Chapter Ten
Seen and Overheard
HERMIONE
8:02 PM, Tuesday, September 16, 1997.
Hermione sighed heavily and reapplied herself to her Potions essay on Fatiguing Infusions, thinking privately that 36 hours spent agonizing over the fate of one's best friend was the surest way to bring about fatigue.
8:04 PM.
She hated time for the terrible way it has of snailing by when one is desperately waiting for something to happen, but she hated being helpless most of all. If Harry had come to any trouble along the way home, she had no way of knowing.
8:08 PM.
She glared at the clock and plunged the tip of her quill back in the ink well before scribbling away on her essay at a
furious pace. If she could only keep busy, the time would pass more quickly.
8:11 PM.
Nineteen more minutes and she would head out to check the wards protecting the school…
8:15 PM.
Beside her, Ron had given up on his essay and was attempting to levitate his jar of ink -- which hurtled earthwards a mere minute later and smashed in an explosion of ink and glass shards.
8:19 PM.
Scourgify, or so it transpired, can only go so far in cleaning splattered ink off of robes.

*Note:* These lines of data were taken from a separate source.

//! Terminal output
//!
//! Writes rendered lines either as plain text or with ANSI escape sequences.

use gh_feed_config::ColorMode;
use ratatui::crossterm::{
    queue,
    style::{Attribute, Color as TermColor, Print, SetAttribute, SetForegroundColor},
};
use ratatui::style::{Color, Modifier, Style};
use ratatui::text::{Line, Span};
use std::io::{self, Write};

/// Whether output should carry ANSI styling
pub fn should_style(mode: ColorMode, is_terminal: bool) -> bool {
    match mode {
        ColorMode::Always => true,
        ColorMode::Never => false,
        ColorMode::Auto => is_terminal,
    }
}

fn term_color(color: Color) -> Option<TermColor> {
    match color {
        Color::Indexed(index) => Some(TermColor::AnsiValue(index)),
        Color::Reset => Some(TermColor::Reset),
        _ => None,
    }
}

fn write_span<W: Write>(w: &mut W, span: &Span<'_>) -> io::Result<()> {
    if let Some(color) = span.style.fg.and_then(term_color) {
        queue!(w, SetForegroundColor(color))?;
    }
    if span.style.add_modifier.contains(Modifier::DIM) {
        queue!(w, SetAttribute(Attribute::Dim))?;
    }
    queue!(w, Print(&span.content), SetAttribute(Attribute::Reset))
}

/// Write one line followed by a newline
pub fn write_line<W: Write>(w: &mut W, line: &Line<'_>, styled: bool) -> io::Result<()> {
    for span in &line.spans {
        if styled && span.style != Style::default() {
            write_span(w, span)?;
        } else {
            w.write_all(span.content.as_bytes())?;
        }
    }
    writeln!(w)
}
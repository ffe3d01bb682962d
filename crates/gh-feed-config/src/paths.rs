//! Configuration file paths
//!
//! Uses XDG directories via `dirs` crate with fallbacks.
//!
//! Platform-specific locations:
//! - Linux: `~/.config/gh-feed/config.toml`
//! - macOS: `~/Library/Application Support/gh-feed/config.toml`
//! - Windows: `%APPDATA%\gh-feed\config.toml`

use std::path::PathBuf;

const APP_NAME: &str = "gh-feed";

/// Config file name looked up in the current directory and in `$HOME`
pub const LOCAL_CONFIG_FILE: &str = ".gh-feed.toml";

/// Get the application config directory, if the platform has one
pub fn config_dir() -> Option<PathBuf> {
    dirs::config_dir().map(|base| base.join(APP_NAME))
}

/// Get path to the global config file
pub fn global_config_path() -> Option<PathBuf> {
    config_dir().map(|dir| dir.join("config.toml"))
}

/// Get path to the config file in the home directory
pub fn home_config_path() -> Option<PathBuf> {
    std::env::var_os("HOME").map(|home| PathBuf::from(home).join(LOCAL_CONFIG_FILE))
}

/// Config file locations in lookup order
///
/// 1. `.gh-feed.toml` in the current directory
/// 2. `<config dir>/gh-feed/config.toml`
/// 3. `~/.gh-feed.toml`
pub fn config_candidates() -> Vec<PathBuf> {
    let mut paths = vec![PathBuf::from(LOCAL_CONFIG_FILE)];
    paths.extend(global_config_path());
    paths.extend(home_config_path());
    paths
}
use crate::paths::config_candidates;
use std::path::Path;

/// Load config file content from the first location that has one
///
/// Searches, in order, the current directory, the platform config
/// directory and the home directory (see [`config_candidates`]).
///
/// Returns the file content if found, None otherwise.
pub fn load_config_file() -> Option<String> {
    load_first_existing(&config_candidates())
}

/// Read the first readable file among `paths`
pub fn load_first_existing<P: AsRef<Path>>(paths: &[P]) -> Option<String> {
    for path in paths {
        let path = path.as_ref();
        if let Ok(content) = std::fs::read_to_string(path) {
            log::debug!("Loaded config from {}", path.display());
            return Some(content);
        }
    }

    None
}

Hermione made a mental note to try napalm; she was only half-kidding.
8:23 PM.
Her quill etched out the words: An infusion of wormwood added after precisely seven clockwise stirs will do the trick…
8:25 PM.
If one is too ham-fisted with the wormwood, the resulting potion will put the sleeper into a deep and sometimes irreversible sleep…
8:27 PM.
Hermione hastily rolled up the scroll and slipped it into her bookbag.

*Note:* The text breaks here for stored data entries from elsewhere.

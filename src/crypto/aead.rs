use super::{NONCE_LEN, TAG_LEN, random};
use crate::crypto::kdf::DerivedKey;
use crate::error::{CryptoError, Result};
use aes_gcm::{
    Aes256Gcm, Key, Nonce, Tag,
    aead::{AeadInPlace, KeyInit},
};
use zeroize::Zeroizing;

/// Encrypt plaintext with AES-256-GCM, returning ciphertext, nonce, and tag.
///
/// The nonce is always generated here, fresh per call from the OS CSPRNG.
/// There is no caller-supplied variant: nonce reuse under one key breaks
/// GCM, so the API keeps it structurally impossible.
pub fn seal(
    key: &DerivedKey,
    plaintext: &[u8],
) -> Result<(Vec<u8>, [u8; NONCE_LEN], [u8; TAG_LEN])> {
    let cipher = Aes256Gcm::new(Key::<Aes256Gcm>::from_slice(key.as_bytes()));

    let nonce = random::generate_nonce()?;

    let mut buf = plaintext.to_vec();
    let tag = cipher
        .encrypt_in_place_detached(Nonce::from_slice(&nonce), b"", &mut buf)
        .map_err(|_| CryptoError::EncryptionFailure)?;

    Ok((buf, nonce, tag.into()))
}

/// Decrypt ciphertext with AES-256-GCM, verifying the detached tag.
///
/// Any mismatch, whether from a wrong key or a modified byte anywhere in
/// the inputs, yields [`CryptoError::AuthenticationFailed`] and no
/// plaintext.
pub fn open(
    key: &DerivedKey,
    nonce: &[u8; NONCE_LEN],
    ciphertext: &[u8],
    tag: &[u8; TAG_LEN],
) -> Result<Zeroizing<Vec<u8>>> {
    let cipher = Aes256Gcm::new(Key::<Aes256Gcm>::from_slice(key.as_bytes()));

    let mut buf = Zeroizing::new(ciphertext.to_vec());
    cipher
        .decrypt_in_place_detached(Nonce::from_slice(nonce), b"", &mut buf, Tag::from_slice(tag))
        .map_err(|_| CryptoError::AuthenticationFailed)?;

    Ok(buf)
}

#[cfg(test)]
mod tests {
    use super::*;
    use crate::crypto::{SALT_LEN, kdf};

    fn test_key() -> DerivedKey {
        kdf::derive_key("test-password", &[9u8; SALT_LEN], kdf::MIN_ITERATIONS).unwrap()
    }

    #[test]
    fn seal_open_round_trip() {
        let key = test_key();
        let (ciphertext, nonce, tag) = seal(&key, b"secret data").unwrap();

        assert_eq!(ciphertext.len(), b"secret data".len());

        let plaintext = open(&key, &nonce, &ciphertext, &tag).unwrap();
        assert_eq!(&*plaintext, b"secret data");
    }

    #[test]
    fn fresh_nonce_per_call() {
        let key = test_key();
        let (c1, n1, _) = seal(&key, b"same input").unwrap();
        let (c2, n2, _) = seal(&key, b"same input").unwrap();

        assert_ne!(n1, n2);
        assert_ne!(c1, c2);
    }

    #[test]
    fn tampered_ciphertext_fails() {
        let key = test_key();
        let (mut ciphertext, nonce, tag) = seal(&key, b"tamper me").unwrap();
        ciphertext[0] ^= 0x01;

        assert!(matches!(
            open(&key, &nonce, &ciphertext, &tag),
            Err(CryptoError::AuthenticationFailed)
        ));
    }

    #[test]
    fn tampered_tag_fails() {
        let key = test_key();
        let (ciphertext, nonce, mut tag) = seal(&key, b"tamper me").unwrap();
        tag[TAG_LEN - 1] ^= 0x80;

        assert!(matches!(
            open(&key, &nonce, &ciphertext, &tag),
            Err(CryptoError::AuthenticationFailed)
        ));
    }

    #[test]
    fn wrong_key_fails() {
        let key = test_key();
        let other = kdf::derive_key("other-password", &[9u8; SALT_LEN], kdf::MIN_ITERATIONS).unwrap();

        let (ciphertext, nonce, tag) = seal(&key, b"secret").unwrap();
        assert!(open(&other, &nonce, &ciphertext, &tag).is_err());
    }

    #[test]
    fn empty_plaintext_round_trips() {
        let key = test_key();
        let (ciphertext, nonce, tag) = seal(&key, b"").unwrap();

        assert!(ciphertext.is_empty());
        assert_eq!(&*open(&key, &nonce, &ciphertext, &tag).unwrap(), b"");
    }
}
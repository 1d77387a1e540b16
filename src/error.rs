use thiserror::Error;

pub type Result<T> = std::result::Result<T, CryptoError>;

/// Failures surfaced by the encryption core.
///
/// Wrong-password and tampered-data cases are deliberately collapsed into
/// the single [`CryptoError::AuthenticationFailed`] variant so callers
/// cannot be used as a corruption oracle. Passwords and key material never
/// appear in any message.
#[derive(Debug, Error)]
pub enum CryptoError {
    #[error("invalid argument: {0}")]
    InvalidArgument(&'static str),

    #[error("malformed payload: {0}")]
    MalformedPayload(&'static str),

    #[error("unsupported payload version: {0}")]
    UnsupportedVersion(u8),

    #[error("decryption failed")]
    AuthenticationFailed,

    #[error("OS random generator unavailable")]
    EntropyUnavailable,

    #[error("encryption failed")]
    EncryptionFailure,
}
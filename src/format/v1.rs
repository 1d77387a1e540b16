//! Payload format v1.
//!
//! All byte fields are base64 (standard alphabet, padded). Raw sizes:
//! salt 16, nonce 12, tag 16; ciphertext is unbounded and may be empty.

use super::{DecodedPayload, EncryptedPayload};
use crate::crypto::{MIN_ITERATIONS, NONCE_LEN, SALT_LEN, TAG_LEN};
use crate::error::{CryptoError, Result};
use base64::{Engine, engine::general_purpose::STANDARD};

/// Payload format version 1.
pub const VERSION_V1: u8 = 1;

pub(crate) fn assemble(
    salt: [u8; SALT_LEN],
    nonce: [u8; NONCE_LEN],
    ciphertext: &[u8],
    tag: [u8; TAG_LEN],
    iterations: u32,
) -> EncryptedPayload {
    EncryptedPayload {
        version: VERSION_V1,
        salt: STANDARD.encode(salt),
        nonce: STANDARD.encode(nonce),
        ciphertext: STANDARD.encode(ciphertext),
        tag: STANDARD.encode(tag),
        iterations,
    }
}

/// Decode and validate a v1 payload.
///
/// Every structural problem surfaces here, before any key derivation or
/// cipher work, and is distinguishable from an authentication failure.
pub(crate) fn decode(payload: &EncryptedPayload) -> Result<DecodedPayload> {
    if payload.iterations == 0 {
        return Err(CryptoError::MalformedPayload("missing or zero iteration count"));
    }
    if payload.iterations < MIN_ITERATIONS {
        return Err(CryptoError::MalformedPayload("iteration count below the configured minimum"));
    }

    let salt = decode_fixed::<SALT_LEN>(&payload.salt, "missing or invalid salt")?;
    let nonce = decode_fixed::<NONCE_LEN>(&payload.nonce, "missing or invalid nonce")?;
    let tag = decode_fixed::<TAG_LEN>(&payload.tag, "missing or invalid tag")?;

    let ciphertext = STANDARD
        .decode(&payload.ciphertext)
        .map_err(|_| CryptoError::MalformedPayload("ciphertext is not valid base64"))?;

    Ok(DecodedPayload {
        salt,
        nonce,
        ciphertext,
        tag,
        iterations: payload.iterations,
    })
}

/// Base64-decode a field that must yield exactly `N` bytes.
fn decode_fixed<const N: usize>(field: &str, err: &'static str) -> Result<[u8; N]> {
    STANDARD
        .decode(field)
        .ok()
        .and_then(|bytes| bytes.try_into().ok())
        .ok_or(CryptoError::MalformedPayload(err))
}
use sha2::{Digest, Sha256};

/// One-shot SHA-256 of arbitrary input, hex-encoded lowercase.
///
/// For identifying or integrity-checking blobs only; password hashing goes
/// through the key-derivation path, never through a bare digest.
pub fn sha256_hex(input: &[u8]) -> String {
    let mut hasher = Sha256::new();
    hasher.update(input);
    hex::encode(hasher.finalize())
}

"Hermione," Ron said plaintively and Hermione had a good idea of what was coming next… "Smart, brilliant, we're-all-unworthy Hermione, can I maybe - possibly - please copy off of your essay?"
Hermione sighed and handed over the scroll. "Don't get used to this sort of special treatment," she said sternly. "I'd refuse to let you see it if I didn't think the ensuing argument would make me late for my Head Girl duties."
"Do you want company?" he asked automatically. "I'd feel better if I knew you weren't out there all alone."
"And I'd feel better if Harry was back safe with us," she said, casting an apprehensive glance out the Common room window and over the twilit grounds. "I'll be fine, but thank you," she called over her shoulder as she slipped through the portrait hole.
Sundown on the Hogwarts grounds was unlike anything else Hermione could imagine. With the sky was a brilliant fresco of garish shades of orange and rich golden-yellows above her, Hermione threw back her head and strode purposefully down the sloping lawns to the front gates.
Just as she was setting the wards, sealing off Hogwarts from the rest of the world for another Harry-less night, she caught sight of two shapes - one tall and lanky and the other short and crippled - loping down the path from Hogsmeade towards her. Her heart clenched in fear and she retreated into the shadows, wondering frantically which spell to cast to defend herself.
"Hermione!"
It was Harry! Her knees nearly gave way in relief as she hastened to undo the Locking and Security enchantments. She threw the gate open and Harry closed the distance between them at a run, catching her in his arms. The force with which he swept her off her feet left her momentarily lightheaded. "Yes!" she cried, ecstatic at his safe return, awash in relief that he was safe in her arms - or rather that she was safe in his - and that she could feel his heart pounding madly and see the warmth rising in his cheeks. "Was it there? Did you find--?" she asked, once he'd set her down on solid ground once more.
"Look, something unexpected's happened. I'll tell you once we get back to Ron. We don't know who could be listening out here. Come, Kreacher," he called to the house elf, who muttered foully under his breath as he hobbled along in their wake.
After dispatching Kreacher to his fellows in the kitchen, Harry unexpectedly grabbed Hermione's hand and they sprinted up the seven flights of stairs together. Red-faced and breathless, they stumbled through the portrait hole as Ron vaulted over the back of the sofa to greet them.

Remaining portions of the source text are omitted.